Brain cells can be activated by a prosthetic hand.

Researchers from Stanford University have improved artificial hands by attaching some flexible sensors on the fingertips, which can generate some electrical signals that can communicate with our brain directly instead of via a processor or a computer to translate back the signals to our brain.

Engineers have built a flexible sensor that detects touch and, just like skin, produces electrical pulses that get faster when the pressure increases. They have also used those pulses to drive neuronal activity in a slice of mouse brain. They say the system is a more faithful replica of touch sensation than many other designs for artificial skin, making it a promising option for the development of responsive prosthetics. The main advantage, according to senior author Zhenan Bao, is that the bendy, plastic-based sensor directly produces a pattern of pulses that makes sense to the nervous system. “Previously, with plastic material, we and others in the field have been able to make sensitive touch sensors but the electrical signal that comes out from the sensor is not the right format for the brain to be able to interpret it,” she told the BBC. That means that other designs, although they have produced some remarkable results in tests with patients, have required a processor or a computer to “translate” the touch information.

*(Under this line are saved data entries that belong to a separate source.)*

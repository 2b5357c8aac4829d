//! Policy service
//!
//! The one place that turns (caller, group, action) into allow/deny.
//! Loads the group and the caller's membership row, builds an
//! [`Actor`], and delegates the decision to the pure policy table in
//! `agora-core`.

use agora_core::entities::Group;
use agora_core::value_objects::{Actor, GroupAction, Snowflake};
use agora_core::DomainError;
use tracing::{debug, instrument};

use super::context::ServiceContext;
use super::error::{ServiceError, ServiceResult};

/// Policy service for group access control
pub struct PolicyService<'a> {
    ctx: &'a ServiceContext,
}

impl<'a> PolicyService<'a> {
    /// Create a new PolicyService
    pub fn new(ctx: &'a ServiceContext) -> Self {
        Self { ctx }
    }

    /// Load a group or fail with NotFound
    #[instrument(skip(self))]
    pub async fn get_group(&self, group_id: Snowflake) -> ServiceResult<Group> {
        self.ctx
            .group_repo()
            .find_by_id(group_id)
            .await?
            .ok_or_else(|| ServiceError::not_found("Group", group_id.to_string()))
    }

    /// Build the caller's [`Actor`] for a group
    #[instrument(skip(self, group))]
    pub async fn actor(&self, group: &Group, user_id: Snowflake) -> ServiceResult<Actor> {
        if group.is_owner(user_id) {
            return Ok(Actor::owner());
        }

        let member = self.ctx.member_repo().find(group.id, user_id).await?;
        Ok(match member {
            Some(member) => Actor::with_role(member.role),
            None => Actor::non_member(),
        })
    }

    /// Check an action, returning the actor on success
    ///
    /// `denied` completes the sentence "You do not have permission to ..."
    /// in the error body.
    #[instrument(skip(self, group))]
    pub async fn require(
        &self,
        group: &Group,
        user_id: Snowflake,
        action: GroupAction,
        denied: &'static str,
    ) -> ServiceResult<Actor> {
        let actor = self.actor(group, user_id).await?;

        if !actor.allows(group.is_private, action) {
            debug!(
                group_id = %group.id,
                user_id = %user_id,
                ?action,
                "Group action denied"
            );
            return Err(ServiceError::Domain(DomainError::AccessDenied(denied)));
        }

        Ok(actor)
    }

    /// Check membership without an action (for visibility predicates)
    #[instrument(skip(self))]
    pub async fn is_member(&self, group_id: Snowflake, user_id: Snowflake) -> ServiceResult<bool> {
        self.ctx
            .member_repo()
            .is_member(group_id, user_id)
            .await
            .map_err(ServiceError::from)
    }
}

“Our sensor is now coupled with a printed, simple electronic circuit. That circuit allows our sensor to generate electrical pulses that can communicate with the brain,” said Prof Bao, a chemical engineer at Stanford University. “We see this as the first step towards using plastic materials for artificial skin on prosthetic limbs.” In the more near-term, she added, the sensors might prove useful in wearable technology. “They are very thin and flexible, and are also stretchy. So you could mount a sensor on your skin and use it to detect vital signs like heartbeat and blood pressure. “The heart of the design is a layer of flexible, rubbery polymer, laced with carbon nanotubes and shaped into tiny pyramids. When the sensor gets squashed, this semi-conductive layer offers a read-out of the pressure. “When pressure is applied, the pyramids are deformed,” Prof Bao explained. “The top becomes more flat, and this changes the amount of current that can flow through these pyramids.”

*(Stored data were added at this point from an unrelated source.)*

//! Pagination extractor
//!
//! Extracts page/limit pagination parameters from query strings. Every
//! listing endpoint paginates this way, with total counts in the response.

use axum::{
    async_trait,
    extract::{FromRequestParts, Query},
    http::request::Parts,
};
use agora_core::traits::PageQuery;
use serde::Deserialize;

use crate::response::ApiError;

/// Default page size
const DEFAULT_LIMIT: i64 = 20;
/// Maximum page size
const MAX_LIMIT: i64 = 100;

/// Raw pagination query parameters
#[derive(Debug, Deserialize)]
pub struct PageParams {
    #[serde(default)]
    pub page: Option<i64>,
    #[serde(default)]
    pub limit: Option<i64>,
}

/// Validated page/limit pagination
#[derive(Debug, Clone, Copy)]
pub struct Page {
    /// 1-based page number
    pub page: i64,
    /// Page size (clamped to 1-100)
    pub limit: i64,
}

impl Default for Page {
    fn default() -> Self {
        Self {
            page: 1,
            limit: DEFAULT_LIMIT,
        }
    }
}

impl Page {
    /// Convert into the repository-layer query
    pub fn query(self) -> PageQuery {
        PageQuery {
            page: self.page,
            limit: self.limit,
        }
    }
}

impl From<PageParams> for Page {
    fn from(params: PageParams) -> Self {
        Self {
            page: params.page.unwrap_or(1).max(1),
            limit: params.limit.unwrap_or(DEFAULT_LIMIT).clamp(1, MAX_LIMIT),
        }
    }
}

#[async_trait]
impl<S> FromRequestParts<S> for Page
where
    S: Send + Sync,
{
    type Rejection = ApiError;

    async fn from_request_parts(parts: &mut Parts, state: &S) -> Result<Self, Self::Rejection> {
        let Query(params) = Query::<PageParams>::from_request_parts(parts, state)
            .await
            .map_err(|e| ApiError::invalid_query(e.to_string()))?;

        Ok(Page::from(params))
    }
}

Beneath that layer is an inkjet-printed circuit, called an oscillator, which turns the variable current into a train of pulses. With more pressure and more current, the rate of the pulses goes up. To show that this signal could communicate reliably with the nervous system, Prof Bao and her colleagues passed it to a blue LED and shone the light onto a slice of brain from a mouse. There, a subset of brain cells had been engineered to respond to this stimulation, by expressing a light-sensitive channel that floods the cell with charge when hit by blue photons. Sure enough, when the scientists measured the impulses of individual cells within the slice, they saw a faithful readout of the pulses being produced by the touch sensor, and flashed by the light even when they were rattling out at 200 pulses per second. This light-based technique is referred to as “optogenetics” and is used by neuroscientists for all sorts of experiments, including manipulating memories by driving activity in specific sets of neurons. Prof Bao’s team chose it because delivering electricity directly to nerve cells is often problematic. “Electrodes are made of hard material and they tend to damage neuronal cells,” she said. “But using this technique, we don’t have to directly contact the neurons.”

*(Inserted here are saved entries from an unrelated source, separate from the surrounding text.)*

//! PostgreSQL implementation of AuthTokenRepository
//!
//! Password-reset tokens are one-per-user (upserted); email-verification
//! tokens are one-shot rows deleted on consumption.

use async_trait::async_trait;
use chrono::{DateTime, Utc};
use sqlx::PgPool;
use tracing::instrument;

use agora_core::traits::{AuthTokenRepository, RepoResult};
use agora_core::value_objects::Snowflake;

use super::error::map_db_error;

/// PostgreSQL implementation of AuthTokenRepository
#[derive(Clone)]
pub struct PgAuthTokenRepository {
    pool: PgPool,
}

impl PgAuthTokenRepository {
    /// Create a new PgAuthTokenRepository
    pub fn new(pool: PgPool) -> Self {
        Self { pool }
    }
}

#[async_trait]
impl AuthTokenRepository for PgAuthTokenRepository {
    #[instrument(skip(self, token))]
    async fn upsert_password_reset(
        &self,
        user_id: Snowflake,
        email: &str,
        token: &str,
        expires_at: DateTime<Utc>,
    ) -> RepoResult<()> {
        sqlx::query(
            r"
            INSERT INTO password_resets (user_id, email, token, expires_at)
            VALUES ($1, $2, $3, $4)
            ON CONFLICT (user_id) DO UPDATE SET token = $3, expires_at = $4
            ",
        )
        .bind(user_id.into_inner())
        .bind(email)
        .bind(token)
        .bind(expires_at)
        .execute(&self.pool)
        .await
        .map_err(map_db_error)?;

        Ok(())
    }

    #[instrument(skip(self, token))]
    async fn create_email_verification(
        &self,
        user_id: Snowflake,
        token: &str,
        expires_at: DateTime<Utc>,
    ) -> RepoResult<()> {
        sqlx::query(
            r"
            INSERT INTO email_verifications (token, user_id, expires_at)
            VALUES ($1, $2, $3)
            ",
        )
        .bind(token)
        .bind(user_id.into_inner())
        .bind(expires_at)
        .execute(&self.pool)
        .await
        .map_err(map_db_error)?;

        Ok(())
    }

    #[instrument(skip(self, token))]
    async fn consume_email_verification(&self, token: &str) -> RepoResult<Option<Snowflake>> {
        // Delete the row whether or not it is still valid; only an
        // unexpired token yields a user ID.
        let row = sqlx::query_as::<_, (i64, DateTime<Utc>)>(
            r"
            DELETE FROM email_verifications
            WHERE token = $1
            RETURNING user_id, expires_at
            ",
        )
        .bind(token)
        .fetch_optional(&self.pool)
        .await
        .map_err(map_db_error)?;

        Ok(row.and_then(|(user_id, expires_at)| {
            (expires_at > Utc::now()).then(|| Snowflake::new(user_id))
        }))
    }
}

#[cfg(test)]
mod tests {
    use super::*;

    #[test]
    fn test_repo_is_send_sync() {
        fn assert_send_sync<T: Send + Sync>() {}
        assert_send_sync::<PgAuthTokenRepository>();
    }
}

In the future, stem cell technology could generate an optogenetic interface for technology like the new sensors. Alternatively, Prof Bau said, there might be improved ways to deliver the electrical impulse directly. “There are quite a lot of developments right now in soft electrodes, for better bio-interfaces. That could be another approach.” Polina Anikeeva, a materials scientist at the Massachusetts Institute of Technology, wrote a commentary for Science about the new sensors. She told BBC News the Stanford team’s optogenetic demonstration was exciting. “A number of companies and clinical trials are already exploring optogenetics as an alternative to electrical stimulation,” Prof Anikeeva said. “As the efficacy and safety of the method becomes better understood, it is not unrealistic to envision more applications of optogenetic neural stimulation in prosthetic interfaces, but it is going to take time and effort.”